Sortir de l’instabilité permanente

De nombreux pays, en particulier notre voisine la République dominicaine, obtiennent des résultats importants dans plusieurs domaines parce qu’ils ont pu instaurer une certaine stabilité politique. Si la stabilité politique est comprise par beaucoup comme simplement la possibilité d’une alternance politique sans violence, des élections honnêtes et démocratiques, elle n’est en fait possible que si ceux qui sont au pouvoir ne se comportent pas comme des ayants droit, des profiteurs de la chose publique, mais comme des serviteurs de la communauté, des serviteurs qui peuvent, certes, avoir droit à des privilèges, mais dont la mission première est de travailler à l’avancement de la nation.

 

 

Nulle société n’est à l’abri des contradictions.
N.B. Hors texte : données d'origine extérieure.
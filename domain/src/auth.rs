//! Login, sign-up and session lifecycle against the `/auth` endpoints.

use crate::error::{AuthErrorKind, DomainErrorKind, Error, ExternalErrorKind};
use crate::gateway::todo_api::TodoApiClient;
use crate::messages::*;
use crate::user;
use crate::users;
use entity::auth::{
    Acknowledgement, ConfirmRequest, LoginRequest, LoginResponse, RegisterRequest,
};
use log::*;
use todo_auth::session::{Session, TokenStore};

/// Log in and store the issued session.
///
/// Returns the user decoded from the new access token, or `None` if the token could not
/// be decoded.
pub async fn login(
    api: &TodoApiClient,
    email: &str,
    password: &str,
) -> Result<Option<users::Model>, Error> {
    let email = email.trim();
    if email.is_empty() || password.is_empty() {
        return Err(Error::invalid(CREDENTIALS_REQUIRED));
    }

    let response: LoginResponse = api
        .post_anonymous(
            "/auth/login",
            &LoginRequest {
                email: email.to_string(),
                password: password.to_string(),
            },
        )
        .await?;

    if !response.success {
        info!("Login rejected for {email}");
        return Err(Error::new(DomainErrorKind::Auth(AuthErrorKind::Rejected(
            response.message,
        ))));
    }

    let access_token = response.access_token.ok_or_else(|| {
        warn!("Login succeeded without an access token");
        Error::new(DomainErrorKind::External(ExternalErrorKind::InvalidResponse))
    })?;

    let user = user::from_access_token(&access_token, api.premium_group());
    api.store()
        .set(Session::new(
            access_token,
            response.refresh_token,
            response.id_token,
        ))
        .await?;

    info!("Logged in as {email}");
    Ok(user)
}

pub async fn register(
    api: &TodoApiClient,
    email: &str,
    password: &str,
    name: &str,
) -> Result<Acknowledgement, Error> {
    let email = email.trim();
    if email.is_empty() || password.is_empty() {
        return Err(Error::invalid(CREDENTIALS_REQUIRED));
    }

    let ack = api
        .post_anonymous(
            "/auth/register",
            &RegisterRequest {
                email: email.to_string(),
                password: password.to_string(),
                name: name.trim().to_string(),
            },
        )
        .await?;

    info!("Registered {email}, awaiting confirmation");
    Ok(ack)
}

pub async fn confirm_sign_up(
    api: &TodoApiClient,
    email: &str,
    confirmation_code: &str,
) -> Result<Acknowledgement, Error> {
    let confirmation_code = confirmation_code.trim();
    if confirmation_code.is_empty() {
        return Err(Error::invalid(CODE_REQUIRED));
    }

    api.post_anonymous(
        "/auth/confirm",
        &ConfirmRequest {
            email: email.trim().to_string(),
            confirmation_code: confirmation_code.to_string(),
        },
    )
    .await
}

/// Forget the session locally. The identity provider is not contacted.
pub async fn logout(store: &TokenStore) -> Result<(), Error> {
    store.clear().await?;
    info!("Logged out");
    Ok(())
}

pub async fn current_user(store: &TokenStore, premium_group: &str) -> Option<users::Model> {
    user::current(store, premium_group).await
}

pub async fn is_authenticated(store: &TokenStore) -> bool {
    store.is_authenticated().await
}
//! Exponential backoff for transient failures.

use std::time::{Duration, SystemTime};

use reqwest_retry::{RetryDecision, RetryPolicy};

/// Retries transient failures (connection errors, 5xx, 408, 429) with doubling delays.
///
/// A 401 is not transient, so session recovery stays with the refresh middleware.
#[derive(Debug, Clone)]
pub struct BackoffPolicy {
    max_retries: u32,
    base_delay: Duration,
    max_delay: Duration,
}

impl BackoffPolicy {
    /// One second base delay, capped at a minute.
    pub fn new(max_retries: u32) -> Self {
        Self {
            max_retries,
            base_delay: Duration::from_secs(1),
            max_delay: Duration::from_secs(60),
        }
    }

    pub fn with_base_delay(mut self, base_delay: Duration) -> Self {
        self.base_delay = base_delay;
        self
    }

    fn delay_for(&self, n_past_retries: u32) -> Duration {
        let factor = 2_u32.saturating_pow(n_past_retries);
        self.base_delay
            .checked_mul(factor)
            .map_or(self.max_delay, |delay| delay.min(self.max_delay))
    }
}

impl RetryPolicy for BackoffPolicy {
    fn should_retry(&self, _request_start_time: SystemTime, n_past_retries: u32) -> RetryDecision {
        if n_past_retries >= self.max_retries {
            return RetryDecision::DoNotRetry;
        }

        RetryDecision::Retry {
            execute_after: SystemTime::now() + self.delay_for(n_past_retries),
        }
    }
}

#[cfg(test)]
mod tests {
    use super::*;

    #[test]
    fn test_delay_doubles() {
        let policy = BackoffPolicy::new(3);

        assert_eq!(policy.delay_for(0), Duration::from_secs(1));
        assert_eq!(policy.delay_for(1), Duration::from_secs(2));
        assert_eq!(policy.delay_for(2), Duration::from_secs(4));
    }

    #[test]
    fn test_delay_is_capped() {
        let policy = BackoffPolicy::new(40);

        assert_eq!(policy.delay_for(10), Duration::from_secs(60));
        assert_eq!(policy.delay_for(39), Duration::from_secs(60));
    }

    #[test]
    fn test_custom_base_delay() {
        let policy = BackoffPolicy::new(3).with_base_delay(Duration::from_millis(10));

        assert_eq!(policy.delay_for(2), Duration::from_millis(40));
    }

    #[test]
    fn test_stops_after_max_retries() {
        let policy = BackoffPolicy::new(2);

        assert!(matches!(
            policy.should_retry(SystemTime::now(), 1),
            RetryDecision::Retry { .. }
        ));
        assert!(matches!(
            policy.should_retry(SystemTime::now(), 2),
            RetryDecision::DoNotRetry
        ));
    }

    #[test]
    fn test_zero_retries_never_retries() {
        let policy = BackoffPolicy::new(0);

        assert!(matches!(
            policy.should_retry(SystemTime::now(), 0),
            RetryDecision::DoNotRetry
        ));
    }
}
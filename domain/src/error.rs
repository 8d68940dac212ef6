//! Error types for the `domain` layer.
use std::error::Error as StdError;
use std::fmt;
use todo_auth::error::{
    Error as AuthError, ErrorKind as AuthErrorKindInner, HttpErrorKind, TokenErrorKind,
};

/// Top-level domain error type.
/// Errors in the Domain layer are modeled as a tree structure
/// with `domain::error::Error` as the root type holding a tree of `error_kind`
/// enums that represent the kinds of errors that can occur in the domain layer or
/// in lower layers. The `source` field holds the original error that caused the
/// domain error. `todo-auth` errors are translated here so callers of `domain`
/// never match on `todo-auth` kinds directly.
#[derive(Debug)]
pub struct Error {
    pub source: Option<Box<dyn StdError + Send + Sync>>,
    pub error_kind: DomainErrorKind,
}

/// Enum representing the major categories of errors that can occur in the `domain` layer.
#[derive(Debug, PartialEq)]
pub enum DomainErrorKind {
    Internal(InternalErrorKind),
    External(ExternalErrorKind),
    Auth(AuthErrorKind),
    /// Input rejected before any request was made.
    Invalid(String),
}

/// Enum representing the various kinds of internal errors that can occur in the `domain` layer.
#[derive(Debug, PartialEq)]
pub enum InternalErrorKind {
    Config,
    Session,
    Other(String),
}

/// Enum representing failures of the remote API.
#[derive(Debug, PartialEq)]
pub enum ExternalErrorKind {
    Network,
    /// The API answered with a non-success status, optionally explaining why.
    Api {
        status: u16,
        message: Option<String>,
    },
    /// The API answered with a body that could not be understood.
    InvalidResponse,
}

/// Enum representing authentication and authorization failures.
#[derive(Debug, PartialEq)]
pub enum AuthErrorKind {
    /// The session is gone or could not be refreshed; the user has to log in again.
    LoginRequired,
    /// The operation is reserved for premium users.
    PremiumRequired,
    /// The identity provider refused the credentials or code.
    Rejected(Option<String>),
}

pub const LOGIN_REQUIRED_MESSAGE: &str = "Your session has expired, please log in again";
pub const PREMIUM_REQUIRED_MESSAGE: &str = "Tags are available to premium users only";

impl Error {
    pub fn new(error_kind: DomainErrorKind) -> Self {
        Error {
            source: None,
            error_kind,
        }
    }

    pub fn invalid(message: &str) -> Self {
        Self::new(DomainErrorKind::Invalid(message.to_string()))
    }

    pub fn requires_login(&self) -> bool {
        self.error_kind == DomainErrorKind::Auth(AuthErrorKind::LoginRequired)
    }

    /// Message meant for the user, when the error carries one.
    ///
    /// Network failures and internal errors return `None` so callers can fall back to
    /// an operation-specific message.
    pub fn user_message(&self) -> Option<String> {
        match &self.error_kind {
            DomainErrorKind::External(ExternalErrorKind::Api { message, .. }) => message.clone(),
            DomainErrorKind::Auth(AuthErrorKind::Rejected(message)) => message.clone(),
            DomainErrorKind::Auth(AuthErrorKind::LoginRequired) => {
                Some(LOGIN_REQUIRED_MESSAGE.to_string())
            }
            DomainErrorKind::Auth(AuthErrorKind::PremiumRequired) => {
                Some(PREMIUM_REQUIRED_MESSAGE.to_string())
            }
            DomainErrorKind::Invalid(message) => Some(message.clone()),
            _ => None,
        }
    }
}

impl fmt::Display for Error {
    fn fmt(&self, f: &mut fmt::Formatter) -> fmt::Result {
        match self.user_message() {
            Some(message) => write!(f, "Domain Error: {message}"),
            None => write!(f, "Domain Error: {:?}", self.error_kind),
        }
    }
}

impl StdError for Error {
    fn source(&self) -> Option<&(dyn StdError + 'static)> {
        self.source
            .as_ref()
            .map(|e| e.as_ref() as &(dyn StdError + 'static))
    }
}

// This is where we translate errors from the `todo-auth` layer to the `domain` layer.
impl From<AuthError> for Error {
    fn from(err: AuthError) -> Self {
        let error_kind = if err.requires_login() {
            DomainErrorKind::Auth(AuthErrorKind::LoginRequired)
        } else {
            match &err.error_kind {
                AuthErrorKindInner::Http(HttpErrorKind::BuilderFailed) => {
                    DomainErrorKind::Internal(InternalErrorKind::Other(
                        "Failed to build HTTP request".to_string(),
                    ))
                }
                AuthErrorKindInner::Http(_) => {
                    DomainErrorKind::External(ExternalErrorKind::Network)
                }
                AuthErrorKindInner::Session(_) => {
                    DomainErrorKind::Internal(InternalErrorKind::Session)
                }
                AuthErrorKindInner::Token(TokenErrorKind::Decode) => {
                    DomainErrorKind::Internal(InternalErrorKind::Other(err.to_string()))
                }
                AuthErrorKindInner::Token(_) => DomainErrorKind::Auth(AuthErrorKind::LoginRequired),
            }
        };

        Error {
            source: Some(Box::new(err)),
            error_kind,
        }
    }
}

impl From<reqwest_middleware::Error> for Error {
    fn from(err: reqwest_middleware::Error) -> Self {
        AuthError::from(err).into()
    }
}

impl From<reqwest::Error> for Error {
    fn from(err: reqwest::Error) -> Self {
        if err.is_decode() {
            Error {
                source: Some(Box::new(err)),
                error_kind: DomainErrorKind::External(ExternalErrorKind::InvalidResponse),
            }
        } else {
            AuthError::from(err).into()
        }
    }
}

#[cfg(test)]
mod tests {
    use super::*;
    use todo_auth::error::{storage_error, token_error};

    #[test]
    fn test_refresh_failures_become_login_required() {
        let err: Error = token_error(TokenErrorKind::RefreshFailed, "expired").into();
        assert!(err.requires_login());

        let err: Error = token_error(TokenErrorKind::MissingRefreshToken, "none").into();
        assert!(err.requires_login());
        assert_eq!(err.user_message().as_deref(), Some(LOGIN_REQUIRED_MESSAGE));
    }

    #[test]
    fn test_storage_failures_are_internal_session_errors() {
        let err: Error = storage_error("read-only file system").into();
        assert_eq!(
            err.error_kind,
            DomainErrorKind::Internal(InternalErrorKind::Session)
        );
        assert!(err.user_message().is_none());
    }

    #[test]
    fn test_api_errors_expose_server_message() {
        let err = Error::new(DomainErrorKind::External(ExternalErrorKind::Api {
            status: 400,
            message: Some("Description is required".to_string()),
        }));

        assert_eq!(
            err.user_message().as_deref(),
            Some("Description is required")
        );
        assert_eq!(err.to_string(), "Domain Error: Description is required");
    }

    #[test]
    fn test_network_errors_have_no_user_message() {
        let err = Error::new(DomainErrorKind::External(ExternalErrorKind::Network));
        assert!(err.user_message().is_none());
    }
}
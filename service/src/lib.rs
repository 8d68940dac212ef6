//! Ambient infrastructure shared by the todo client: configuration and logging.

pub mod config;
pub mod logging;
Chaque citoyen, chaque groupe, chaque classe sociale a ses intérêts à défendre. Mais, au-delà de toutes ces différences, il y a des valeurs qui doivent rassembler toutes les femmes et tous les hommes de la communauté. Il ne faut surtout pas qu’un groupe dominant, formé souvent grâce à ses rapines au cours du parcours historique de la nation, ne fasse du mépris de la majorité, un élément fondamental de sa pensée, de ses actions, jusqu’à préférer le naufrage du navire plutôt que cette majorité accède à un mieux-être.

 

Les grands chefs marrons furent assassinés sous le prétexte qu’il fallait l’union pour la grande bataille finale de libération. Mais, leur refus de se soumettre aux anciens officiers français, aujourd’hui ne peut-il pas être considéré comme une compréhension presque visionnaire ? L’état du pays aujourd’hui ne leur donne-t-il pas raison ? « Et ceux dont les pères sont en Afrique, qu’auront-ils ? » Jean Jacques Dessalines qui va être assassiné quelque temps après avoir prononcé ces paroles, qui est ulcéré, de découvrir l’ampleur du complot contre la nation, donne raison à tous ceux qui se méfiaient des anciens colons, français et créoles.

 

Aujourd’hui plus de deux siècles après cette grande tragédie qu’a été cette révolution confisquée qui a abouti à un pays confisqué, les ressources nationales confisquées, les aides internationales confisquées, toujours avec l’appui de certains étrangers tout heureux de participer à la destruction de ce pays afin, en privé, de professer les thèses de Gobineau, la lutte ne fait que continuer.

 

Ceux qui profitent de l’inacceptable, les éternels commandeurs, recourent à toutes les arguties pour faire comprendre à la population qu’elle doit accepter son sort. Le pays est prêt à toutes les catastrophes. Tout va bien, madame la marquise.

 

Ce cycle d'instabilité biséculaire nous conduit aujourd'hui encore au bord du précipice. Et comme par le passé, on fait encore appel à l'étranger pour nous aider à sortir du bourbier. On commet les mêmes erreurs, on utilise les mêmes méthodes, mais on espère des résultats différents. Véritablement raisonnement de fous. Il est venu donc le temps de changer ce logiciel qui génère toutes ces calamités.